Aim of the exercise
Transcribe all of the data, leaving nothing out and changing nothing.

Study material
◆ ◆ ◆ ◆
// SPDX-License-Identifier: Apache-2.0
// © James Ross Ω FLYING•ROBOTS <https://github.com/flyingrobots>
#![allow(dead_code, clippy::expect_used, clippy::panic)]

use penguin_loop::{EngineLimits, EventKind, EventLoopEngine, Phase};

/// Upper bound on ticks any test scenario needs.
pub const MAX_TICKS: usize = 10_000;

/// Engine with default limits.
pub fn engine() -> EventLoopEngine {
    EventLoopEngine::new(EngineLimits::default())
}

/// Ticks until the engine reports `completed`; returns the number of ticks taken.
pub fn run_to_completion(engine: &mut EventLoopEngine) -> usize {
    for n in 0..MAX_TICKS {
        if engine.state().phase == Phase::Completed {
            return n;
        }
        engine.tick().expect("tick");
    }
    panic!("engine did not complete within {MAX_TICKS} ticks");
}

/// Ticks until the engine reaches `phase`.
pub fn tick_until(engine: &mut EventLoopEngine, phase: Phase) {
    for _ in 0..MAX_TICKS {
        if engine.state().phase == phase {
            return;
        }
        engine.tick().expect("tick");
    }
    panic!("engine never reached {phase}");
}

/// Names attached to events of `kind`, in log order.
pub fn event_names(engine: &EventLoopEngine, kind: EventKind) -> Vec<String> {
    engine
        .events()
        .of_kind(kind)
        .map(|e| e.detail.clone())
        .collect()
}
◆ ◆ ◆ ◆
Task result
// SPDX-License-Identifier: Apache-2.0
// © James Ross Ω FLYING•ROBOTS <https://github.com/flyingrobots>
#![allow(dead_code, clippy::expect_used, clippy::panic)]

use penguin_loop::{EngineLimits, EventKind, EventLoopEngine, Phase};

/// Upper bound on ticks any test scenario needs.
pub const MAX_TICKS: usize = 10_000;

/// Engine with default limits.
pub fn engine() -> EventLoopEngine {
    EventLoopEngine::new(EngineLimits::default())
}

/// Ticks until the engine reports `completed`; returns the number of ticks taken.
pub fn run_to_completion(engine: &mut EventLoopEngine) -> usize {
    for n in 0..MAX_TICKS {
        if engine.state().phase == Phase::Completed {
            return n;
        }
        engine.tick().expect("tick");
    }
    panic!("engine did not complete within {MAX_TICKS} ticks");
}

/// Ticks until the engine reaches `phase`.
pub fn tick_until(engine: &mut EventLoopEngine, phase: Phase) {
    for _ in 0..MAX_TICKS {
        if engine.state().phase == phase {
            return;
        }
        engine.tick().expect("tick");
    }
    panic!("engine never reached {phase}");
}

/// Names attached to events of `kind`, in log order.
pub fn event_names(engine: &EventLoopEngine, kind: EventKind) -> Vec<String> {
    engine
        .events()
        .of_kind(kind)
        .map(|e| e.detail.clone())
        .collect()
}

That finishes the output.